Aim of the task: Set down exactly the lines of the records from the top to the line containing "have it (yet)."; include both.

Stored items:
• • • • •

//! Chain storage contract and an in-memory implementation.

use favo_types::{Block, BlockNumber, Hash, Header};
use parking_lot::RwLock;
use thiserror::Error;

/// Read-only header access used by consensus.
pub trait BlockchainBackend: Send + Sync {
    /// Header at `number`, or `None` if the backend does not have it (yet).
    fn header_by_number(&self, number: BlockNumber) -> Option<Header>;

    /// Number of the highest stored block, `None` for an empty chain.
    fn latest_number(&self) -> Option<BlockNumber>;
}

/// Append-only block store.
pub trait ChainStore: BlockchainBackend {
    /// Append a finalized block. Blocks must arrive in order and link to the head.
    fn append(&self, block: Block) -> Result<(), StoreError>;

    fn block_by_number(&self, number: BlockNumber) -> Option<Block>;
}

/// Append rejected by the store.
#[derive(Debug, Clone, PartialEq, Eq, Error)]
pub enum StoreError {
    #[error("expected block {expected}, got {got}")]
    NotSequential { expected: BlockNumber, got: BlockNumber },

    #[error("block {number} does not extend head {head:?}")]
    ParentMismatch { number: BlockNumber, head: Hash },
}

/// Thread-safe in-memory chain.
#[derive(Debug, Default)]
pub struct MemoryChainStore {
    blocks: RwLock<Vec<Block>>,
}

impl MemoryChainStore {
    /// Store seeded with a genesis block.
    pub fn with_genesis(genesis: Block) -> Self {
        Self {
            blocks: RwLock::new(vec![genesis]),
        }
    }

    pub fn len(&self) -> usize {
        self.blocks.read().len()
    }

    pub fn is_empty(&self) -> bool {
        self.blocks.read().is_empty()
    }

    pub fn head(&self) -> Option<Block> {
        self.blocks.read().last().cloned()
    }

    /// Overwrite a stored header in place. Test hook for corrupting chain data.
    #[cfg(any(test, feature = "test-utils"))]
    pub fn replace_header(&self, header: Header) {
        let mut blocks = self.blocks.write();
        if let Some(block) = blocks.get_mut(header.number as usize) {
            block.header = header;
        }
    }
}

impl BlockchainBackend for MemoryChainStore {
    fn header_by_number(&self, number: BlockNumber) -> Option<Header> {
        self.blocks
            .read()
            .get(number as usize)
            .map(|b| b.header.clone())
    }

    fn latest_number(&self) -> Option<BlockNumber> {
        self.blocks.read().last().map(|b| b.number())
    }
}

impl ChainStore for MemoryChainStore {
    fn append(&self, block: Block) -> Result<(), StoreError> {
        let mut blocks = self.blocks.write();
        let expected = blocks.len() as BlockNumber;
        if block.number() != expected {
            return Err(StoreError::NotSequential {
                expected,
                got: block.number(),
            });
        }
        if let Some(head) = blocks.last() {
            if block.header.parent_hash != head.hash() {
                return Err(StoreError::ParentMismatch {
                    number: block.number(),
                    head: head.hash(),
                });
            }
        }
        blocks.push(block);
        Ok(())
    }

    fn block_by_number(&self, number: BlockNumber) -> Option<Block> {
        self.blocks.read().get(number as usize).cloned()
    }
}

#[cfg(test)]
mod tests {
    use super::*;
    use favo_types::test_utils::test_block;

    #[test]
    fn test_append_requires_sequence() {
        let store = MemoryChainStore::default();
        assert_eq!(
            store.append(test_block(1)),
            Err(StoreError::NotSequential {
                expected: 0,
                got: 1
            })
        );
        assert!(store.append(test_block(0)).is_ok());
        assert_eq!(store.latest_number(), Some(0));
    }

    #[test]
    fn test_append_requires_parent_link() {
        let store = MemoryChainStore::with_genesis(test_block(0));
        // test_block(1) has a synthetic parent hash.
        assert!(matches!(
            store.append(test_block(1)),
            Err(StoreError::ParentMismatch { number: 1, .. })
        ));
        assert!(store.header_by_number(1).is_none());
    }
}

• • • • •

Exercise result:
//! Chain storage contract and an in-memory implementation.

use favo_types::{Block, BlockNumber, Hash, Header};
use parking_lot::RwLock;
use thiserror::Error;

/// Read-only header access used by consensus.
pub trait BlockchainBackend: Send + Sync {
    /// Header at `number`, or `None` if the backend does not have it (yet).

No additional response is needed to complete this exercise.